Les plateformes numériques peuvent contribuer à déconcentrer et à augmenter le nombre de marchés en amont et en aval du système alimentaire, ce qui permet d'obtenir de meilleurs résultats à chaque extrémité de la chaîne d'approvisionnement.  

  • Le ministère du commerce avec l’accompagnement de Gaindé 2000 a mis en place une plateforme de mise en relation qui rassemble les acteurs du e-commerce, du paiement en ligne et de la livraison. Daniel Sarr, le Managing Director d’Orbus Digital, prévoit un monde beaucoup plus numérique post COVID-19. 
     
  • La plateforme Galali développée par Mburu pour faciliter la gestion des paiements des commissions, des galaliventes et prises de commandes ainsi que le suivi des stocks et chiffres d’affaires des points de vente. Mburu est une chaîne digitalisée de production et de commercialisation de produits boulangers et pâtissiers à base de céréales locales (mil, maïs, sorgho, etc…) entièrement gérée par des femmes, dont la distribution est faite à travers des Breadbox et Kiosques.

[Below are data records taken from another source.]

//! The periodic monitor loop.
//!
//! A [`Monitor`] owns the topology and the snapshot history. Each tick it
//! snapshots every member slot concurrently, diffs each result against the
//! slot's previous snapshot, and emits what changed through its
//! [`EventSink`].
//!
//! ## Example
//!
//! ```rust
//! use std::sync::Arc;
//! use std::time::Duration;
//!
//! use clusterwatch::engine::Monitor;
//! use clusterwatch_adapters::memory::InMemoryCluster;
//! use tokio::sync::mpsc;
//!
//! # tokio_test::block_on(async {
//! let cluster = InMemoryCluster::replica_set(&["db1:27017"]);
//! cluster.set_count("shop", "orders", 1);
//!
//! let (tx, mut rx) = mpsc::unbounded_channel();
//! let mut monitor = Monitor::builder()
//!     .client(Arc::new(cluster.clone()))
//!     .interval(Duration::from_secs(5))
//!     .sink(tx)
//!     .connect()
//!     .await
//!     .unwrap();
//!
//! monitor.tick().await; // baseline
//! cluster.set_count("shop", "orders", 3);
//! let report = monitor.tick().await;
//! assert_eq!(report.changed.len(), 1);
//! # });
//! ```

use std::sync::Arc;
use std::time::{Duration, Instant};

use clusterwatch_adapters::{AdapterError, ClusterClient};
use clusterwatch_types::{ChangeEvent, MemberSlot, Snapshot};
use futures_util::future::join_all;
use tokio::sync::{mpsc, watch};
use tokio::task::JoinHandle;
use tokio::time::MissedTickBehavior;
use tracing::{debug, info, warn};

use super::{diff, discover, AggregateReporter, CollectionFilter, SnapshotEngine, SnapshotHistory, Topology};
use crate::error::MonitorError;
use crate::events::{EventSink, MonitorEvent, NullSink};

/// Default time between ticks.
pub const DEFAULT_POLL_INTERVAL: Duration = Duration::from_millis(5000);

/// What a single tick did.
#[derive(Debug, Clone, Default, PartialEq, Eq)]
pub struct TickReport {
    /// Slots that emitted a non-empty change event.
    pub changed: Vec<MemberSlot>,
    /// Slots whose snapshot failed.
    pub failed: Vec<MemberSlot>,
    /// Whether aggregate statistics were gathered.
    pub stats_available: bool,
}

/// Builder for [`Monitor`].
pub struct MonitorBuilder {
    client: Option<Arc<dyn ClusterClient>>,
    interval: Duration,
    filter: CollectionFilter,
    per_member_targeting: bool,
    sink: Arc<dyn EventSink>,
}

impl Default for MonitorBuilder {
    fn default() -> Self {
        Self {
            client: None,
            interval: DEFAULT_POLL_INTERVAL,
            filter: CollectionFilter::default(),
            per_member_targeting: false,
            sink: Arc::new(NullSink),
        }
    }
}

impl MonitorBuilder {
    /// Set the cluster client used for discovery, statistics and (without
    /// per-member targeting) every slot's snapshot.
    pub fn client(mut self, client: Arc<dyn ClusterClient>) -> Self {
        self.client = Some(client);
        self
    }

    /// Set the time between ticks when started with [`Monitor::start`].
    pub fn interval(mut self, interval: Duration) -> Self {
        self.interval = interval;
        self
    }

    pub fn filter(mut self, filter: CollectionFilter) -> Self {
        self.filter = filter;
        self
    }

    /// Snapshot each slot through a direct connection to its own member.
    pub fn per_member_targeting(mut self, enabled: bool) -> Self {
        self.per_member_targeting = enabled;
        self
    }

    /// Set where events are delivered.
    pub fn sink(mut self, sink: impl EventSink + 'static) -> Self {
        self.sink = Arc::new(sink);
        self
    }

    /// Discover the topology and build the monitor.
    ///
    /// On discovery failure a `TopologyFailed` event is emitted and no
    /// monitor is created.
    pub async fn connect(self) -> Result<Monitor, MonitorError> {
        let client = self
            .client
            .ok_or_else(|| MonitorError::Config("no cluster client configured".to_string()))?;
        if self.interval.is_zero() {
            return Err(MonitorError::Config(
                "poll interval must be greater than zero".to_string(),
            ));
        }

        let topology = match discover(client.as_ref()).await {
            Ok(topology) => topology,
            Err(err) => {
                if let MonitorError::TopologyUnavailable(cause) = &err {
                    self.sink.emit(MonitorEvent::TopologyFailed(cause.clone()));
                }
                return Err(err);
            }
        };

        self.sink.emit(MonitorEvent::TopologyDiscovered {
            members: topology.members().to_vec(),
        });
        info!(
            endpoint = client.description(),
            members = topology.len(),
            "Monitor connected"
        );

        Ok(Monitor {
            history: SnapshotHistory::new(topology.len()),
            targets: vec![None; topology.len()],
            topology,
            client,
            interval: self.interval,
            engine: SnapshotEngine::new(self.filter.clone()),
            reporter: AggregateReporter::new(self.filter),
            per_member_targeting: self.per_member_targeting,
            sink: self.sink,
        })
    }
}

/// Polls a replica set and reports document-count changes per member slot.
pub struct Monitor {
    client: Arc<dyn ClusterClient>,
    interval: Duration,
    engine: SnapshotEngine,
    reporter: AggregateReporter,
    per_member_targeting: bool,
    sink: Arc<dyn EventSink>,
    topology: Topology,
    /// Direct member connections, opened lazily when targeting is enabled.
    targets: Vec<Option<Arc<dyn ClusterClient>>>,
    history: SnapshotHistory,
}

impl std::fmt::Debug for Monitor {
    fn fmt(&self, f: &mut std::fmt::Formatter<'_>) -> std::fmt::Result {
        f.debug_struct("Monitor")
            .field("endpoint", &self.client.description())
            .field("interval", &self.interval)
            .field("per_member_targeting", &self.per_member_targeting)
            .field("topology", &self.topology)
            .finish_non_exhaustive()
    }
}

impl Monitor {
    pub fn builder() -> MonitorBuilder {
        MonitorBuilder::default()
    }

    pub fn topology(&self) -> &Topology {
        &self.topology
    }

    pub fn history(&self) -> &SnapshotHistory {
        &self.history
    }

    pub fn interval(&self) -> Duration {
        self.interval
    }

    /// Run one polling cycle.
    ///
    /// All slot snapshots and the aggregate report run concurrently. Results
    /// are applied in slot order once every capture has finished, and stats
    /// events follow the slot events.
    pub async fn tick(&mut self) -> TickReport {
        let started = Instant::now();
        let targets = self.resolve_targets().await;

        let engine = &self.engine;
        let captures = join_all(self.topology.slots().zip(targets).map(|(slot, target)| async move {
            let client = target.map_err(|cause| MonitorError::SnapshotFailed { slot, cause })?;
            engine.capture(client.as_ref(), slot).await
        }));
        let stats = self.reporter.report(self.client.as_ref(), self.topology.len());

        let (results, stats) = tokio::join!(captures, stats);

        let mut report = TickReport::default();
        let slots: Vec<MemberSlot> = self.topology.slots().collect();
        for (slot, result) in slots.into_iter().zip(results) {
            match result {
                Ok(snapshot) => {
                    if self.apply_snapshot(slot, snapshot) {
                        report.changed.push(slot);
                    }
                }
                Err(err) => {
                    warn!(slot = %slot, error = %err, "Snapshot failed, keeping previous baseline");
                    report.failed.push(slot);
                    self.sink.emit(MonitorEvent::SnapshotFailed {
                        slot,
                        cause: into_cause(err),
                    });
                }
            }
        }

        match stats {
            Ok(stats) => {
                report.stats_available = true;
                self.sink.emit(MonitorEvent::StatsUpdated(stats));
            }
            Err(err) => {
                warn!(error = %err, "Cluster stats unavailable");
                self.sink.emit(MonitorEvent::StatsFailed(into_cause(err)));
            }
        }

        debug!(
            elapsed_ms = started.elapsed().as_millis() as u64,
            changed = report.changed.len(),
            failed = report.failed.len(),
            "Tick complete"
        );
        report
    }

    /// Discover the topology again.
    ///
    /// On success every slot loses its baseline, so the next tick emits no
    /// changes. On failure the previous topology and history are kept.
    pub async fn rediscover(&mut self) -> Result<(), MonitorError> {
        match discover(self.client.as_ref()).await {
            Ok(topology) => {
                info!(members = topology.len(), "Topology rediscovered, history reset");
                self.history.reset(topology.len());
                self.targets = vec![None; topology.len()];
                self.sink.emit(MonitorEvent::TopologyDiscovered {
                    members: topology.members().to_vec(),
                });
                self.topology = topology;
                Ok(())
            }
            Err(err) => {
                warn!(error = %err, "Topology rediscovery failed, keeping previous topology");
                if let MonitorError::TopologyUnavailable(cause) = &err {
                    self.sink.emit(MonitorEvent::TopologyFailed(cause.clone()));
                }
                Err(err)
            }
        }
    }

    /// Run the monitor on the tokio runtime until stopped.
    ///
    /// The first tick fires immediately. Missed ticks are delayed rather than
    /// bunched up.
    pub fn start(mut self) -> MonitorHandle {
        let (stop_tx, mut stop_rx) = watch::channel(false);
        let (command_tx, mut command_rx) = mpsc::unbounded_channel();

        let task = tokio::spawn(async move {
            let mut ticker = tokio::time::interval(self.interval);
            ticker.set_missed_tick_behavior(MissedTickBehavior::Delay);

            loop {
                tokio::select! {
                    biased;
                    changed = stop_rx.changed() => {
                        if changed.is_err() || *stop_rx.borrow() {
                            break;
                        }
                    }
                    Some(command) = command_rx.recv() => match command {
                        Command::Rediscover => {
                            let _ = self.rediscover().await;
                        }
                    },
                    _ = ticker.tick() => {
                        self.tick().await;
                    }
                }
            }

            debug!("Monitor stopped");
            self
        });

        MonitorHandle {
            stop_tx,
            command_tx,
            task,
        }
    }

    /// Diff a fresh snapshot against the slot's baseline and store it.
    /// Returns whether a change event was emitted.
    fn apply_snapshot(&mut self, slot: MemberSlot, snapshot: Snapshot) -> bool {
        let event = diff(self.history.get(slot), &snapshot);
        self.history.replace(slot, snapshot);

        if event.is_empty() {
            return false;
        }
        log_change(slot, &event);
        self.sink.emit(MonitorEvent::Change { slot, event });
        true
    }

    /// The client each slot is snapshotted through.
    async fn resolve_targets(&mut self) -> Vec<Result<Arc<dyn ClusterClient>, AdapterError>> {
        if !self.per_member_targeting {
            return self.topology.slots().map(|_| Ok(Arc::clone(&self.client))).collect();
        }

        let mut resolved = Vec::with_capacity(self.topology.len());
        for (index, member) in self.topology.members().iter().enumerate() {
            if let Some(Some(target)) = self.targets.get(index) {
                resolved.push(Ok(Arc::clone(target)));
                continue;
            }
            match self.client.connect_member(member).await {
                Ok(target) => {
                    debug!(member = %member.name, "Opened direct member connection");
                    self.targets[index] = Some(Arc::clone(&target));
                    resolved.push(Ok(target));
                }
                Err(err) => resolved.push(Err(err)),
            }
        }
        resolved
    }
}

/// Handle to a monitor running on the tokio runtime.
///
/// Dropping the handle also stops the monitor.
#[derive(Debug)]
pub struct MonitorHandle {
    stop_tx: watch::Sender<bool>,
    command_tx: mpsc::UnboundedSender<Command>,
    task: JoinHandle<Monitor>,
}

#[derive(Debug, Clone, Copy, PartialEq, Eq)]
enum Command {
    Rediscover,
}

impl MonitorHandle {
    /// Stop after the tick in progress, if any, completes.
    pub fn stop(&self) {
        let _ = self.stop_tx.send(true);
    }

    /// Queue a topology rediscovery.
    pub fn rediscover(&self) {
        let _ = self.command_tx.send(Command::Rediscover);
    }

    /// Whether the monitor task has exited.
    pub fn is_finished(&self) -> bool {
        self.task.is_finished()
    }

    /// Wait for the monitor task to exit, returning the monitor.
    pub async fn join(self) -> Result<Monitor, tokio::task::JoinError> {
        self.task.await
    }
}

fn into_cause(err: MonitorError) -> AdapterError {
    match err {
        MonitorError::TopologyUnavailable(cause)
        | MonitorError::SnapshotFailed { cause, .. }
        | MonitorError::StatsUnavailable(cause) => cause,
        MonitorError::Config(message) => AdapterError::Command(message),
    }
}

fn log_change(slot: MemberSlot, event: &ChangeEvent) {
    info!(slot = %slot, "Changes detected on {}", slot.label());
    for (key, delta) in &event.grown {
        info!(
            slot = %slot,
            "{}: added {} documents ({}, {})",
            key,
            delta.magnitude(),
            delta.previous,
            delta.current
        );
    }
    for (key, delta) in &event.shrunk_or_removed {
        info!(
            slot = %slot,
            "{}: removed {} documents ({}, {})",
            key,
            delta.magnitude(),
            delta.previous,
            delta.current
        );
    }
}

De plus, les effets de COVID-19 se produisent dans le contexte d'une urgence climatique. Dans le sud du Sénégal, la dégradation des sols entraîne un taux de chômage élevé et de plus en plus de départs de jeunes à la recherche de pâturages plus verts en Europe, ce qui fait de la Casamance la région sénégalaise où le taux de départ des migrants est le plus élevé. 

  • Le projet de la startup TOLBI  est de l’e-agriculture utilisant l’Internet des Objets, l’Intelligence artificielle, des capteurs électroniques et des images satellitaires pour une gestion intelligente et parcimonieuse de l’eau, un contrôle et un suivi de la santé des plantes.

Toutes ces initiatives ont montré que la pandémie actuelle de la COVID-19 a non seulement mis en lumière l’importance de l’adoption de la technologie dans le secteur agricole, mais elle a également démontré aux entreprises que le digital est un pilier essentiel pour le développement de son business. Le Sénégal a posé les jalons d'une base solide avec l'adoption de la loi relative à la création et à la promotion de la Startup, la Stratégie Sénégal numérique SN2025 et la création du Fonds de Soutien à l’Innovation numérique logé à la Délégation à l’Entreprenariat rapide des femmes et des jeunes (DER). Cependant, il doit également inciter le secteur privé à investir davantage sur les infrastructures et les canaux de distribution dans les zones rurales afin que les acteurs du secteur agricole puissent accéder aux services financiers numériques et au e-commerce. Il serait important de renforcer le financement des start-ups et de mettre en place également une réglementation claire afin de promouvoir l’innovation

Avec un soutien approprié, les entreprises axées sur l'agriculture peuvent jouer un rôle crucial en apportant une innovation soutenue par la technologie et en résolvant les problèmes critiques qui entravent la croissance de la communauté agricole. Les entreprises qui tirent parti du numérique joueront un rôle essentiel dans le soutien de l'écosystème agricole en améliorant la productivité, en contribuant à la croissance des exportations et en augmentant les revenus des agriculteurs.